Exploring the Antituberculosis, Anti-Inflammatory, and Antimicrobial Activities and Computational Potential of Quinoline-8-ol Azo Dye Complexes

This study delineates the biological potential, incorporating the antituberculosis, anti-inflammatory, and antimicrobial activities, of azoquinoline-8-ol dye complexes with metal ions Mn²⁺ (C1), Co²⁺ (C2), Ni²⁺ (C3), Cu²⁺ (C4), and Zn²⁺ (C5) in tandem with their computational properties. (C4) was contraindicated by the strongest antitubercular activity (MIC: 2.67 ± 0.07 μg/mL), whereas the next was (C5) (MIC: 3.51 ± 0.16 μg/mL), exceeding the (MIC: 3.97 ± 0.06 μg/mL) of pyrazinamide. In the anti-inflammatory assay, (C5) showed the highest inhibition at (200 μM; 40.08%), compared to diclofenac sodium (DS) (38.63%). C4 was most active against Escherichia coli, Staphylococcus aureus, and Bacillus subtilis, whereas antifungal activity was not very evident and was equally distributed among all the compounds. Molecular simulations indicated some marked differences in chemical properties, and (C5) had a wider energy gap, at (3.005 eV), making it less reactive than (C4), which had greater reactivity at (2.315 eV). Docking studies made (C4) the most stable compound with a binding affinity of (−10.81 kcal/mol). Despite showing a series of potential activities confirmed by a computational model, the compounds' high molecular weight, lipophilicity, and hydrogen bonding mean that they do not promise good bioavailability by the oral route.
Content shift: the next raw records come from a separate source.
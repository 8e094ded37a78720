//! Device identity as seen by a driver.

use crate::ParseError;
use serde::{Deserialize, Serialize};
use std::fmt;
use std::str::FromStr;

/// Inventory identifier of a monitored device.
#[derive(Debug, Clone, Copy, PartialEq, Eq, Hash, PartialOrd, Ord, Serialize, Deserialize)]
#[serde(transparent)]
pub struct DeviceId(u64);

impl DeviceId {
    pub const fn new(id: u64) -> Self {
        DeviceId(id)
    }

    pub const fn as_u64(&self) -> u64 {
        self.0
    }
}

impl fmt::Display for DeviceId {
    fn fmt(&self, f: &mut fmt::Formatter<'_>) -> fmt::Result {
        write!(f, "{}", self.0)
    }
}

impl FromStr for DeviceId {
    type Err = ParseError;

    fn from_str(s: &str) -> Result<Self, Self::Err> {
        s.trim()
            .parse()
            .map(DeviceId)
            .map_err(|_| ParseError::InvalidDeviceId(s.to_string()))
    }
}

impl From<u64> for DeviceId {
    fn from(id: u64) -> Self {
        DeviceId(id)
    }
}

/// The part of a device's inventory record that drivers consume.
///
/// Owned by the inventory; drivers only ever borrow it for the length of a
/// discovery or poll cycle. `sys_object_id` is kept as the raw string the
/// agent reported, since variant selection is a plain prefix match and an
/// unexpected value must still reach the default strategy.
#[derive(Debug, Clone, PartialEq, Eq, Serialize, Deserialize)]
pub struct Device {
    pub device_id: DeviceId,
    #[serde(default)]
    pub hostname: String,
    pub sys_object_id: String,
}

impl Device {
    pub fn new(device_id: impl Into<DeviceId>, sys_object_id: impl Into<String>) -> Self {
        Self {
            device_id: device_id.into(),
            hostname: String::new(),
            sys_object_id: sys_object_id.into(),
        }
    }

    pub fn with_hostname(mut self, hostname: impl Into<String>) -> Self {
        self.hostname = hostname.into();
        self
    }
}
Moreover, there are added challenges in their development as therapeutic agents due to concerns about hepatotoxicity, respiratory toxicity, and possible carcinogenicity for C4. These results point out the need for further research to ameliorate pharmacokinetic and safety considerations before these compounds can be envisaged for oral drug development.